With more than twenty years of history and many important findings, fMRI has demonstrated its key role in the examination of the brain functional connectivity. However, fMRI is very expensive, it has a low temporal resolution, and it restricts patients who have metal implanted devices. An alternative modality to study the brain networking is functional near-infrared spectroscopy (fNIRS). Compared to fMRI, fNIRS has a relatively low cost, a high temporal resolution, and no subject restriction. In addition, the fNIRS system is usually portable, which enables bedside monitoring13. Furthermore, in terms of the hemodynamic responses, while fMRI provides only information about blood oxygenation level dependent (BOLD) change, fNIRS provides more information including oxy-hemoglobin (HbO), deoxy-hemoglobin (Hb), and total hemoglobin (THb)14.

Apart from the resting-state connectivity, the sleep connectivity also plays an important role in understanding the brain functional connectivity. However, so far, there has been little work using either EEG, fMRI, or both to investigate the cerebral connectivity during sleep, and the results found from these papers are still controversial. While most studies demonstrated a decrease, decoupling, or breakdown of the DMN during sleep23,24, Larson-Prior et al. established the preservation of this network throughout all the examined arousal states25. Hence, further investigation of the sleep connectivity is needed. In this study, we collect fNIRS signals and examine the brain connectivity during the rest and sleep phases. According to our best knowledge, this is the first report on the cerebral functional connectivity in the sleep phase using fNIRS. We believe that the present work will help to interpret the spontaneous activity of the brain in the rest and sleep states.

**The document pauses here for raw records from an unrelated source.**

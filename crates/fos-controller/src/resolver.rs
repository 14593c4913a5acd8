//! Resolvers
//!
//! A resolver maps a controller name to a future of its factory. The default
//! [`LinkResolver`] reads `<link controller-name="..." href="...">`
//! declarations from the document and drives the host's [`Loader`].

use std::cell::RefCell;
use std::rc::Rc;

use fos_dom::Document;
use futures::future::{self, FutureExt};
use url::Url;

use crate::loader::{LoadedReference, SharedLoad};
use crate::{
    Config, ControllerRegistry, LoadKind, LoadReference, Loader, ResolutionCache, ResolveError,
    ResolveFuture, ScriptRegistrar,
};

/// Strategy turning a controller name into its factory
pub trait Resolver {
    fn resolve(&self, name: &str) -> ResolveFuture;
}

impl<F> Resolver for F
where
    F: Fn(&str) -> ResolveFuture,
{
    fn resolve(&self, name: &str) -> ResolveFuture {
        self(name)
    }
}

/// Default resolver backed by declaration elements
pub struct LinkResolver {
    document: Rc<RefCell<Document>>,
    config: Rc<Config>,
    cache: Rc<ResolutionCache>,
    registry: Rc<ControllerRegistry>,
    loader: Rc<dyn Loader>,
}

impl LinkResolver {
    pub(crate) fn new(
        document: Rc<RefCell<Document>>,
        config: Rc<Config>,
        cache: Rc<ResolutionCache>,
        registry: Rc<ControllerRegistry>,
        loader: Rc<dyn Loader>,
    ) -> Self {
        Self {
            document,
            config,
            cache,
            registry,
            loader,
        }
    }

    /// Read and classify the declaration for `name`
    pub fn reference(&self, name: &str) -> Result<LoadReference, ResolveError> {
        let document = self.document.borrow();
        let config = &self.config;

        let link = document
            .query_attribute(&config.declaration_tag, &config.alias_attribute, name)
            .ok_or_else(|| ResolveError::UnresolvedName { name: name.to_string() })?;

        let href = document
            .get_attribute(link, "href")
            .filter(|href| !href.trim().is_empty())
            .ok_or_else(|| ResolveError::MissingReference { name: name.to_string() })?;

        let url = resolve_href(document.url(), href).map_err(|err| ResolveError::InvalidReference {
            name: name.to_string(),
            href: href.to_string(),
            reason: err.to_string(),
        })?;

        let declared = document
            .get_attribute(link, &config.load_kind_attribute)
            .filter(|kind| !kind.is_empty());
        let kind = match declared {
            Some(declared) => LoadKind::parse(declared).ok_or_else(|| ResolveError::UnsupportedLoadKind {
                name: name.to_string(),
                kind: declared.to_string(),
            })?,
            None => LoadKind::infer(&url, document.get_attribute(link, "rel")),
        };

        Ok(LoadReference { url, kind })
    }

    /// Start (or join) the load of a reference
    fn load(&self, name: &str, reference: &LoadReference) -> SharedLoad {
        if let Some(load) = self.cache.reference(&reference.url) {
            tracing::debug!(controller = name, url = %reference.url, "Reusing in-flight load");
            return load;
        }

        tracing::debug!(controller = name, url = %reference.url, kind = ?reference.kind, "Loading controller");
        let load = match reference.kind {
            LoadKind::Script => {
                let registrar =
                    ScriptRegistrar::new(Rc::clone(&self.registry), Some(name), reference.url.clone());
                self.loader
                    .load_script(reference, registrar)
                    .map(|loaded| loaded.map(|()| Rc::new(LoadedReference::Script)))
                    .boxed_local()
            }
            LoadKind::Module => self
                .loader
                .import_module(reference)
                .map(|loaded| loaded.map(|exports| Rc::new(LoadedReference::Module(exports))))
                .boxed_local(),
        };
        self.cache.insert_reference(reference.url.clone(), load.shared())
    }
}

impl Resolver for LinkResolver {
    fn resolve(&self, name: &str) -> ResolveFuture {
        let reference = match self.reference(name) {
            Ok(reference) => reference,
            Err(err) => return future::ready(Err(err)).boxed_local(),
        };
        let load = self.load(name, &reference);
        let registry = Rc::clone(&self.registry);
        let name = name.to_string();

        async move {
            let url = reference.url.to_string();
            let loaded = load.await.map_err(|source| ResolveError::LoadFailed {
                name: name.clone(),
                url: url.clone(),
                source,
            })?;

            let factory = match &*loaded {
                LoadedReference::Script => registry.get(&name),
                LoadedReference::Module(exports) => exports.get(&name),
            };
            factory.ok_or(ResolveError::RegistrationMissing { name, url })
        }
        .boxed_local()
    }
}

/// Resolve `href` against the document URL; absolute hrefs work even when
/// the document URL cannot serve as a base (`about:blank`)
fn resolve_href(base: &str, href: &str) -> Result<Url, url::ParseError> {
    match Url::parse(base) {
        Ok(base) => base.join(href),
        Err(_) => Url::parse(href),
    }
}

In order to have a general view of the change of the connectivity in different states, we averaged the connectivity of the whole brain over all subjects. Though the threshold range was from 0.2 to 0.7, in Fig. 1, we displayed the brain map (calculated from HbO) with a threshold of 0.3 for the purpose of better visualizing the difference among states. After thresholding, the number of significant connections was high in the w-c and N1 states and lower in the w-o and N2 states in all networks. In addition, the somatosensory and its related networks altered most among the four states.

Figure 2 displays the averaged connection ratio (CR) from 18 subjects derived from HbO for 15 networks in four states. In all 15 networks, the CR was high in the w_c and N1 states and low in the w_o and N2 states. When the threshold was low (from 0.2 to 0.5), the ANOVA test and the post-hoc t-test were statistically significant in most networks (except the visual, temporal, and motor-temporal networks). However, with a high threshold, the number of the networks that had a significant difference in different states decreased. At the threshold of 0.6, the statistical tests revealed a significant difference in the frontal, somatosensory, and their related networks. Additionally, the threshold of 0.7 resulted in no statistically significant difference among the four states.

Similar to the CR derived from HbO, the CR derived from Hb was high in the w_c and N1 states and low in the w_o and N2 states for all networks with all thresholds (Fig. 3). When the threshold was 0.2, the statistical tests were significant in all networks. However, the higher the threshold was, the less the number of the networks, which were significantly different among states, was. At 0.5 threshold, the significant difference was found in the somatosensory, visual, and their related networks. The threshold of 0.6 and 0.7 revealed no significant difference in any networks.

In agreement with the other two hemodynamic responses, the CR derived from THb was highest in the w_c and N1 states, lower in the w_o state, and lowest in the N2 state with all threshold values. The ANOVA test revealed no statistical significance in any networks. A figure plotting the averaged CR of 18 subjects in 15 networks derived from THb is added as the Supplementary Fig. 1.

In all networks, the connection strength (CS) derived from HbO was similar between the w_c and N1 states, lower in the w_o state, and lowest in the N2 state (Fig. 4a). The ANOVA tests were statistically significant in the frontal, somatosensory, and their related networks. The post-hoc t-test revealed a significantly higher CS in the w_c state compared to the w_o states in these networks.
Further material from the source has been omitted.